The owners of the National Transmission System (“STN” in its Spanish acronym) must be limited liability stock corporations. Individual interests in the STN by companies operating in another electricity or unregulated customer segment cannot exceed, directly or indirectly, 8% of the total investment value of the STN. The aggregate interest of all such agents in the STN cannot exceed 40% of the total investment value.

 

According to the Electricity Law, there are no restrictions on market concentration for generation and distribution activities. However, Chilean antitrust authorities have imposed certain measures to increase transparency associated with our subsidiaries and us through Resolution No. 667/2002 issued by the TDLC.

 

Resolution No. 667/2002 states that:

 

electricity generation and distribution activities cannot be merged (Enel Chile must continue to keep both business segments separate and manage them as independent business units);

 

Enel Chile, Enel Generation, and Enel Distribution are registered with the CMF and must remain subject to the regulatory authority of the CMF and comply with the regulations applicable to publicly held stock corporations, even if any of these companies should lose such designation;

 

members of the Board of Directors must be elected from different and independent groups; and

 

the external auditors of the companies must be different for local statutory purposes.

 

Also, the Water Utility Services Law sets restrictions on the overlapping of different utility concessions in the same area.
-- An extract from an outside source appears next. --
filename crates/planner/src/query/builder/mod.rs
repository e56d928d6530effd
pub mod select;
It establishes limits on the ownership of the property for water and sewage service concessions and utilities that are natural monopolies, such as electricity distribution, gas or home telephone networks. For example, an electricity distribution company and a water utility company that belong to the same owner cannot operate in the same concession area.

 

3. Generation Segment

 

The generation segment is comprised of companies that own electricity generation power plants. They operate under market conditions delivering their electricity to end customers through transmission and distribution networks. Generation companies freely determine whether to sell their energy and capacity to regulated or unregulated customers, but CEN decides the operation of their power plants. The surplus or deficit between a generation company’s electricity sales and production is sold or purchased, as the case may be, to other generators at the spot market price.

 

Law No. 20,257 (2008) promotes the development of NCRE generation. In Chile, NCRE refers to electricity from wind, solar, geothermal, biomass, ocean (movement of tides, waves, and currents, as well as the ocean’s thermal gradient) and mini-hydro power plants with a capacity under 20 MW.

 

Law No. 20,257 required generators, between 2010 and 2014, to supply at least 5% of their total contracted sales from NCRE sources, with progressive increases of 0.5% per year beginning in 2015, ultimately reaching 10% by 2024. Law No. 20,698 (2013) modified the requirements of Law No. 20,257 and established a mandatory 20% share of NCRE source as a percentage of total contracted energy sales by 2025 but allowed contracts signed between 2007 and 2013 to maintain the 10% target by 2024.